Segment Start: Supplied entries

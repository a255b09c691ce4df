//! Advanced Core Local Interruptor (ACLINT).
//!
//! The CLINT window is split into two ACLINT blocks:
//! 1. **SWI (MSWI):** One `msip` word per hart at `4 * hart`; bit 0 drives the hart's
//!    machine-software input.
//! 2. **MTIMER:** One `mtimecmp` doubleword per hart and a shared `mtime` counter; the
//!    hart's machine-timer input is raised while `mtime >= mtimecmp`.
//!
//! # Memory Map (relative to each block)
//!
//! * SWI `0x0000`: MSIP (hart 0)
//! * MTIMER `0x0000`: MTIMECMP (hart 0)
//! * MTIMER `0x7FF8`: MTIME

use crate::common::RealizeError;
use crate::soc::devices::Device;
use crate::soc::irq::IrqLine;
use crate::soc::memmap::DeviceId;

/// ACLINT software-interrupt block.
#[derive(Debug)]
pub struct AclintSwi {
    base_addr: u64,
    size: u64,
    /// Machine software interrupt pending, per hart.
    msip: Vec<u32>,
    outputs: Vec<IrqLine>,
}

impl AclintSwi {
    /// Creates the block.
    ///
    /// # Arguments
    ///
    /// * `base_addr` - The base physical address.
    /// * `size` - Size of the register window.
    /// * `outputs` - One machine-software line per hart.
    ///
    /// # Errors
    ///
    /// `RealizeError::InvalidParameter` if there are no harts or the window cannot hold
    /// one `msip` word per hart.
    pub fn new(base_addr: u64, size: u64, outputs: Vec<IrqLine>) -> Result<Self, RealizeError> {
        if outputs.is_empty() || outputs.len() as u64 * 4 > size {
            return Err(RealizeError::InvalidParameter {
                device: DeviceId::Clint,
                reason: format!(
                    "SWI window {size:#x} cannot serve {} harts",
                    outputs.len()
                ),
            });
        }
        Ok(Self {
            base_addr,
            size,
            msip: vec![0; outputs.len()],
            outputs,
        })
    }

    fn hart_of(&self, offset: u64) -> Option<usize> {
        let hart = (offset / 4) as usize;
        (offset % 4 == 0 && hart < self.msip.len()).then_some(hart)
    }
}

impl Device for AclintSwi {
    fn name(&self) -> &str {
        "clint-swi"
    }

    fn address_range(&self) -> (u64, u64) {
        (self.base_addr, self.size)
    }

    fn read_u8(&mut self, offset: u64) -> u8 {
        (self.read_u32(offset & !3) >> ((offset & 3) * 8)) as u8
    }

    fn read_u16(&mut self, offset: u64) -> u16 {
        (self.read_u32(offset & !3) >> ((offset & 3) * 8)) as u16
    }

    fn read_u32(&mut self, offset: u64) -> u32 {
        self.hart_of(offset).map_or(0, |hart| self.msip[hart])
    }

    fn read_u64(&mut self, offset: u64) -> u64 {
        u64::from(self.read_u32(offset)) | (u64::from(self.read_u32(offset + 4)) << 32)
    }

    fn write_u8(&mut self, offset: u64, val: u8) {
        if offset & 3 == 0 {
            self.write_u32(offset, u32::from(val));
        }
    }

    fn write_u16(&mut self, offset: u64, val: u16) {
        if offset & 3 == 0 {
            self.write_u32(offset, u32::from(val));
        }
    }

    /// Writes MSIP; only bit 0 is writable.
    fn write_u32(&mut self, offset: u64, val: u32) {
        if let Some(hart) = self.hart_of(offset) {
            self.msip[hart] = val & 1;
            self.outputs[hart].set_level(self.msip[hart] != 0);
        }
    }

    fn write_u64(&mut self, offset: u64, val: u64) {
        self.write_u32(offset, val as u32);
        self.write_u32(offset + 4, (val >> 32) as u32);
    }
}

/// MTIMER topology and register layout.
#[derive(Debug, Clone, Copy, PartialEq, Eq)]
pub struct MtimerConfig {
    /// Number of harts served.
    pub num_harts: usize,
    /// Size of the register window.
    pub aperture_size: u64,
    /// Offset of hart 0's `mtimecmp`.
    pub timecmp_base: u64,
    /// Offset of `mtime`.
    pub time_base: u64,
    /// Simulation ticks per `mtime` increment.
    pub divider: u64,
    /// Advertised `mtime` frequency in Hz.
    pub timebase_freq: u64,
}

impl MtimerConfig {
    /// Checks that the parameters describe a consistent register layout.
    ///
    /// # Errors
    ///
    /// `RealizeError::InvalidParameter` naming the first inconsistency.
    pub fn validate(&self) -> Result<(), RealizeError> {
        let invalid = |reason: String| RealizeError::InvalidParameter {
            device: DeviceId::Clint,
            reason,
        };
        if self.num_harts == 0 {
            return Err(invalid("MTIMER needs at least one hart".into()));
        }
        if self.divider == 0 {
            return Err(invalid("MTIMER tick divider must be non-zero".into()));
        }
        if self.time_base.saturating_add(8) > self.aperture_size {
            return Err(invalid(format!(
                "mtime at {:#x} lies outside the {:#x}-byte window",
                self.time_base, self.aperture_size
            )));
        }
        let timecmp_end = self
            .timecmp_base
            .saturating_add(self.num_harts as u64 * 8);
        if self.timecmp_base < self.time_base.saturating_add(8) && timecmp_end > self.time_base {
            return Err(invalid(format!(
                "mtimecmp registers [{:#x}, {timecmp_end:#x}) overlap mtime at {:#x}",
                self.timecmp_base, self.time_base
            )));
        }
        if timecmp_end > self.aperture_size {
            return Err(invalid(format!(
                "mtimecmp registers end at {timecmp_end:#x}, past the {:#x}-byte window",
                self.aperture_size
            )));
        }
        Ok(())
    }
}

/// ACLINT machine-timer block.
#[derive(Debug)]
pub struct AclintMtimer {
    base_addr: u64,
    config: MtimerConfig,
    /// Current machine time counter.
    mtime: u64,
    /// Machine time compare register, per hart.
    mtimecmp: Vec<u64>,
    /// Internal counter for the divider.
    counter: u64,
    outputs: Vec<IrqLine>,
}

impl AclintMtimer {
    /// Creates the block.
    ///
    /// # Arguments
    ///
    /// * `base_addr` - The base physical address.
    /// * `config` - Register layout and tick divider.
    /// * `outputs` - One machine-timer line per hart.
    ///
    /// # Errors
    ///
    /// `RealizeError::InvalidParameter` if `config` is inconsistent or `outputs` does not
    /// hold one line per hart.
    pub fn new(
        base_addr: u64,
        config: MtimerConfig,
        outputs: Vec<IrqLine>,
    ) -> Result<Self, RealizeError> {
        config.validate()?;
        if outputs.len() != config.num_harts {
            return Err(RealizeError::InvalidParameter {
                device: DeviceId::Clint,
                reason: format!(
                    "{} timer lines for {} harts",
                    outputs.len(),
                    config.num_harts
                ),
            });
        }
        Ok(Self {
            base_addr,
            config,
            mtime: 0,
            mtimecmp: vec![u64::MAX; config.num_harts],
            counter: 0,
            outputs,
        })
    }

    /// Returns the current `mtime`.
    pub const fn mtime(&self) -> u64 {
        self.mtime
    }

    /// Returns the advertised timer frequency.
    pub const fn timebase_freq(&self) -> u64 {
        self.config.timebase_freq
    }

    fn update_outputs(&self) {
        for (cmp, line) in self.mtimecmp.iter().zip(&self.outputs) {
            line.set_level(self.mtime >= *cmp);
        }
    }

    fn timecmp_of(&self, offset: u64) -> Option<usize> {
        let rel = offset.checked_sub(self.config.timecmp_base)?;
        let hart = (rel / 8) as usize;
        (hart < self.mtimecmp.len()).then_some(hart)
    }
}

impl Device for AclintMtimer {
    fn name(&self) -> &str {
        "clint-mtimer"
    }

    fn address_range(&self) -> (u64, u64) {
        (self.base_addr, self.config.aperture_size)
    }

    /// Reads a byte from the device.
    ///
    /// Delegates to `read_u64` and extracts the appropriate byte.
    fn read_u8(&mut self, offset: u64) -> u8 {
        let val = self.read_u64(offset & !7);
        let shift = (offset & 7) * 8;
        ((val >> shift) & 0xFF) as u8
    }

    fn read_u16(&mut self, offset: u64) -> u16 {
        let val = self.read_u64(offset & !7);
        ((val >> ((offset & 6) * 8)) & 0xFFFF) as u16
    }

    /// Reads the lower or upper half of MTIME or an MTIMECMP.
    fn read_u32(&mut self, offset: u64) -> u32 {
        let val = self.read_u64(offset & !7);
        if offset & 4 == 0 {
            val as u32
        } else {
            (val >> 32) as u32
        }
    }

    fn read_u64(&mut self, offset: u64) -> u64 {
        if offset == self.config.time_base {
            return self.mtime;
        }
        match self.timecmp_of(offset) {
            Some(hart) if (offset - self.config.timecmp_base) % 8 == 0 => self.mtimecmp[hart],
            _ => 0,
        }
    }

    /// Writes a byte (unimplemented).
    fn write_u8(&mut self, _offset: u64, _val: u8) {}
    /// Writes a half-word (unimplemented).
    fn write_u16(&mut self, _offset: u64, _val: u16) {}

    /// Writes the lower or upper half of MTIME or an MTIMECMP.
    fn write_u32(&mut self, offset: u64, val: u32) {
        let aligned = offset & !7;
        let old = self.read_u64(aligned);
        let new = if offset & 4 == 0 {
            (old & 0xFFFF_FFFF_0000_0000) | u64::from(val)
        } else {
            (old & 0x0000_0000_FFFF_FFFF) | (u64::from(val) << 32)
        };
        self.write_u64(aligned, new);
    }

    fn write_u64(&mut self, offset: u64, val: u64) {
        if offset == self.config.time_base {
            self.mtime = val;
        } else if let Some(hart) = self.timecmp_of(offset) {
            if (offset - self.config.timecmp_base) % 8 != 0 {
                return;
            }
            self.mtimecmp[hart] = val;
        } else {
            return;
        }
        self.update_outputs();
    }

    /// Advances the device state by one tick.
    ///
    /// Increments `mtime` every `divider` ticks and re-evaluates the timer lines.
    fn tick(&mut self) {
        self.counter += 1;
        if self.counter >= self.config.divider {
            self.mtime = self.mtime.wrapping_add(1);
            self.counter = 0;
        }
        self.update_outputs();
    }
}
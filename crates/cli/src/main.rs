//! OsciBear SoC command-line front end.
//!
//! This binary composes the machine and reports what was built. It provides:
//! 1. **Run:** Compose the machine, load an optional boot image, and advance the devices.
//! 2. **Layout:** Print the composed address space and interrupt wiring (text or JSON).
//!
//! Configuration starts from built-in defaults or a JSON file; flags override individual fields.

use std::error::Error;
use std::path::PathBuf;
use std::process;

use clap::{Args, Parser, Subcommand};
use tracing::{error, info};
use tracing_subscriber::EnvFilter;

use oscibear_core::common::ConfigError;
use oscibear_core::config::{Config, CpuType, SerialBackend};
use oscibear_core::core::Runnable;
use oscibear_core::soc::IrqSink;
use oscibear_core::Machine;

#[derive(Parser, Debug)]
#[command(
    name = "oscibear",
    author,
    version,
    about = "EE290C OsciBear RISC-V SoC model",
    long_about = "Compose the OsciBear machine, load a boot image, and inspect the result.\n\nExamples:\n  oscibear run --kernel firmware.elf\n  oscibear layout --json\n  oscibear run --config board.json --ticks 100000"
)]
struct Cli {
    /// Log filter (overridden by RUST_LOG).
    #[arg(long, global = true, default_value = "warn")]
    log: String,

    #[command(subcommand)]
    command: Commands,
}

#[derive(Subcommand, Debug)]
enum Commands {
    /// Compose the machine and advance its devices.
    Run {
        #[command(flatten)]
        machine: MachineArgs,

        /// Device ticks to run after bootstrap.
        #[arg(long, default_value_t = 0)]
        ticks: u64,
    },

    /// Compose the machine and print its address space and interrupt wiring.
    Layout {
        #[command(flatten)]
        machine: MachineArgs,

        /// Emit JSON instead of a table.
        #[arg(long)]
        json: bool,
    },
}

#[derive(Args, Debug)]
struct MachineArgs {
    /// JSON configuration file.
    #[arg(short, long)]
    config: Option<PathBuf>,

    /// Boot image (ELF or raw binary).
    #[arg(short, long)]
    kernel: Option<PathBuf>,

    /// Number of harts.
    #[arg(long)]
    smp: Option<usize>,

    /// CPU type (rv32, rv64, sifive-e31, ...).
    #[arg(long)]
    cpu: Option<String>,

    /// RAM size in bytes (decimal or 0x-prefixed hex).
    #[arg(long, value_parser = parse_size)]
    ram_size: Option<u64>,

    /// Serial backend (stdio, stderr, null).
    #[arg(long)]
    serial: Option<String>,
}

impl MachineArgs {
    /// Loads the base configuration and applies the flag overrides.
    fn resolve(self) -> Result<Config, ConfigError> {
        let mut config = match &self.config {
            Some(path) => Config::from_file(path)?,
            None => Config::default(),
        };
        if let Some(kernel) = self.kernel {
            config.general.kernel = Some(kernel);
        }
        if let Some(n) = self.smp {
            config.general.num_harts = n;
        }
        if let Some(cpu) = &self.cpu {
            config.general.cpu_type = cpu.parse::<CpuType>()?;
        }
        if let Some(size) = self.ram_size {
            config.memory.ram_size = size;
        }
        if let Some(serial) = &self.serial {
            config.system.serial = serial.parse::<SerialBackend>()?;
        }
        Ok(config)
    }
}

fn parse_size(s: &str) -> Result<u64, String> {
    let parsed = match s.strip_prefix("0x").or_else(|| s.strip_prefix("0X")) {
        Some(hex) => u64::from_str_radix(&hex.replace('_', ""), 16),
        None => s.replace('_', "").parse::<u64>(),
    };
    parsed.map_err(|e| format!("invalid size `{s}`: {e}"))
}

fn main() {
    let cli = Cli::parse();

    let filter = EnvFilter::try_from_default_env().unwrap_or_else(|_| EnvFilter::new(&cli.log));
    tracing_subscriber::fmt()
        .with_env_filter(filter)
        .with_writer(std::io::stderr)
        .init();

    match cli.command {
        Commands::Run { machine, ticks } => cmd_run(machine, ticks),
        Commands::Layout { machine, json } => cmd_layout(machine, json),
    }
}

/// Joins `err` and its causes with `: `, skipping causes a wrapper already prints.
fn error_chain(err: &dyn Error) -> String {
    let mut message = err.to_string();
    let mut cause = err.source();
    while let Some(inner) = cause {
        let text = inner.to_string();
        if !message.contains(&text) {
            message.push_str(": ");
            message.push_str(&text);
        }
        cause = inner.source();
    }
    message
}

/// Reports `err` with its cause chain and exits with status 1.
fn fatal(err: &dyn Error) -> ! {
    let message = error_chain(err);
    error!(error = %message, "fatal");
    eprintln!("[!] FATAL: {message}");
    process::exit(1);
}

/// Builds the machine or exits with status 1.
fn build(args: MachineArgs) -> Machine {
    let config = args.resolve().unwrap_or_else(|e| fatal(&e));
    Machine::new(config).unwrap_or_else(|e| fatal(&e))
}

fn cmd_run(args: MachineArgs, ticks: u64) {
    let mut machine = build(args);

    let config = machine.config();
    println!(
        "[*] OsciBear: {} x {}  RAM: {:#x} bytes at {:#x}",
        config.general.num_harts,
        config.general.cpu_type,
        machine.ram_region().size,
        machine.ram_region().base
    );
    match machine.boot_image() {
        Some(image) => println!(
            "[*] Boot image: {} entry={:#x} bytes={:#x}",
            image.format, image.entry, image.bytes_written
        ),
        None => println!("[*] No boot image"),
    }
    for hart in machine.harts().harts() {
        println!("    hart {} reset vector {:#x}", hart.hart_id(), hart.reset_vector());
    }

    if ticks > 0 {
        machine.run_for(ticks);
        info!(ticks, "device run finished");
        println!("[*] Ran {ticks} device ticks");
    }
    if let Some(uart) = machine.bus_mut().uart_mut("uart0") {
        uart.flush();
    }
}

fn cmd_layout(args: MachineArgs, json: bool) {
    let machine = build(args);
    let soc = machine.soc();

    if json {
        let regions: Vec<_> = machine
            .layout()
            .into_iter()
            .map(|r| serde_json::json!({ "name": r.name, "base": r.base, "size": r.size }))
            .collect();
        let bindings: Vec<_> = soc
            .fabric()
            .bindings()
            .iter()
            .map(|b| {
                let sink = match b.sink {
                    IrqSink::ControllerSource { controller, slot } => {
                        serde_json::json!({ "controller": controller.name(), "slot": slot })
                    }
                    IrqSink::Hart { hart, input } => {
                        serde_json::json!({ "hart": hart, "input": input.to_string() })
                    }
                };
                serde_json::json!({ "source": b.source.name(), "line": b.line, "sink": sink })
            })
            .collect();
        let doc = serde_json::json!({
            "state": soc.state().to_string(),
            "regions": regions,
            "interrupts": bindings,
        });
        match serde_json::to_string_pretty(&doc) {
            Ok(text) => println!("{text}"),
            Err(e) => fatal(&e),
        }
        return;
    }

    println!("Address space ({}):", soc.state());
    for region in machine.layout() {
        println!(
            "  {:#012x} - {:#012x}  {}",
            region.base,
            region.end(),
            region.name
        );
    }
    println!("Interrupts:");
    for binding in soc.fabric().bindings() {
        match binding.sink {
            IrqSink::ControllerSource { controller, slot } => println!(
                "  {}.{} -> {} source {}",
                binding.source, binding.line, controller, slot
            ),
            IrqSink::Hart { hart, input } => println!(
                "  {}.{} -> hart {} {}",
                binding.source, binding.line, hart, input
            ),
        }
    }
}
//! Hart definition and capability traits.
//!
//! A `Hart` is the SoC-facing half of a core: it carries the reset vector handed to the
//! execution model and the interrupt input lines the interrupt fabric drives. It implements:
//! 1. **Runnable:** Reset vector, program counter, and reset.
//! 2. **Interruptible:** Per-input lines and an `mip`-style pending mask.

use std::fmt;

use crate::config::CpuType;
use crate::soc::irq::IrqLine;

/// Machine software interrupt pending bit in `mip`.
pub const MIP_MSIP: u64 = 1 << 3;
/// Machine timer interrupt pending bit in `mip`.
pub const MIP_MTIP: u64 = 1 << 7;
/// Supervisor external interrupt pending bit in `mip`.
pub const MIP_SEIP: u64 = 1 << 9;
/// Machine external interrupt pending bit in `mip`.
pub const MIP_MEIP: u64 = 1 << 11;

/// Interrupt inputs of a hart that the fabric may drive.
#[derive(Debug, Clone, Copy, PartialEq, Eq, PartialOrd, Ord, Hash)]
pub enum HartInput {
    /// Machine software interrupt (ACLINT SWI).
    MachineSoftware,
    /// Machine timer interrupt (ACLINT MTIMER).
    MachineTimer,
    /// Supervisor external interrupt (PLIC S-mode context).
    SupervisorExternal,
    /// Machine external interrupt (PLIC M-mode context).
    MachineExternal,
}

impl HartInput {
    /// Every hart input, in `mip` bit order.
    pub const ALL: [Self; 4] = [
        Self::MachineSoftware,
        Self::MachineTimer,
        Self::SupervisorExternal,
        Self::MachineExternal,
    ];

    /// Returns the `mip` bit this input sets while raised.
    pub const fn mip_bit(self) -> u64 {
        match self {
            Self::MachineSoftware => MIP_MSIP,
            Self::MachineTimer => MIP_MTIP,
            Self::SupervisorExternal => MIP_SEIP,
            Self::MachineExternal => MIP_MEIP,
        }
    }
}

impl fmt::Display for HartInput {
    fn fmt(&self, f: &mut fmt::Formatter<'_>) -> fmt::Result {
        f.write_str(match self {
            Self::MachineSoftware => "msip",
            Self::MachineTimer => "mtip",
            Self::SupervisorExternal => "seip",
            Self::MachineExternal => "meip",
        })
    }
}

/// The interrupt input lines of one hart.
#[derive(Debug, Clone, Default)]
pub struct HartIrqInputs {
    msip: IrqLine,
    mtip: IrqLine,
    seip: IrqLine,
    meip: IrqLine,
}

impl HartIrqInputs {
    /// Returns the line for the given input.
    pub const fn line(&self, input: HartInput) -> &IrqLine {
        match input {
            HartInput::MachineSoftware => &self.msip,
            HartInput::MachineTimer => &self.mtip,
            HartInput::SupervisorExternal => &self.seip,
            HartInput::MachineExternal => &self.meip,
        }
    }

    /// Returns the `mip` mask of every raised input.
    pub fn pending(&self) -> u64 {
        HartInput::ALL
            .into_iter()
            .filter(|&input| self.line(input).is_raised())
            .fold(0, |mask, input| mask | input.mip_bit())
    }
}

/// Capability of a core that can be reset and started at an entry address.
pub trait Runnable {
    /// Returns the hart identifier (`mhartid`).
    fn hart_id(&self) -> u64;
    /// Returns the address the hart starts from after reset.
    fn reset_vector(&self) -> u64;
    /// Sets the reset vector; takes effect at the next reset.
    fn set_reset_vector(&mut self, addr: u64);
    /// Returns the current program counter.
    fn pc(&self) -> u64;
    /// Resets the hart: the program counter is loaded from the reset vector.
    fn reset(&mut self);
}

/// Capability of a core that has interrupt inputs.
pub trait Interruptible {
    /// Returns the line behind the given input.
    fn irq_line(&self, input: HartInput) -> &IrqLine;
    /// Returns the `mip` mask of every raised input.
    fn pending_interrupts(&self) -> u64;
}

/// A realized hart.
#[derive(Debug, Clone)]
pub struct Hart {
    hart_id: u64,
    cpu_type: CpuType,
    reset_vector: u64,
    pc: u64,
    irq: HartIrqInputs,
}

impl Hart {
    /// Creates a hart held in reset at `reset_vector`.
    pub fn new(hart_id: u64, cpu_type: CpuType, reset_vector: u64) -> Self {
        Self {
            hart_id,
            cpu_type,
            reset_vector,
            pc: reset_vector,
            irq: HartIrqInputs::default(),
        }
    }

    /// Returns the architectural type of this hart.
    pub const fn cpu_type(&self) -> CpuType {
        self.cpu_type
    }

    /// Returns all interrupt input lines.
    pub const fn irq_inputs(&self) -> &HartIrqInputs {
        &self.irq
    }
}

impl Runnable for Hart {
    fn hart_id(&self) -> u64 {
        self.hart_id
    }

    fn reset_vector(&self) -> u64 {
        self.reset_vector
    }

    fn set_reset_vector(&mut self, addr: u64) {
        self.reset_vector = addr;
    }

    fn pc(&self) -> u64 {
        self.pc
    }

    fn reset(&mut self) {
        self.pc = self.reset_vector;
    }
}

impl Interruptible for Hart {
    fn irq_line(&self, input: HartInput) -> &IrqLine {
        self.irq.line(input)
    }

    fn pending_interrupts(&self) -> u64 {
        self.irq.pending()
    }
}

Segment End: Supplied entries

Which lines of the data contain "resolve"? Copy them all.

◆ Finished exercise ◆
    fn resolve(self) -> Result<Config, ConfigError> {
    let config = args.resolve().unwrap_or_else(|e| fatal(&e));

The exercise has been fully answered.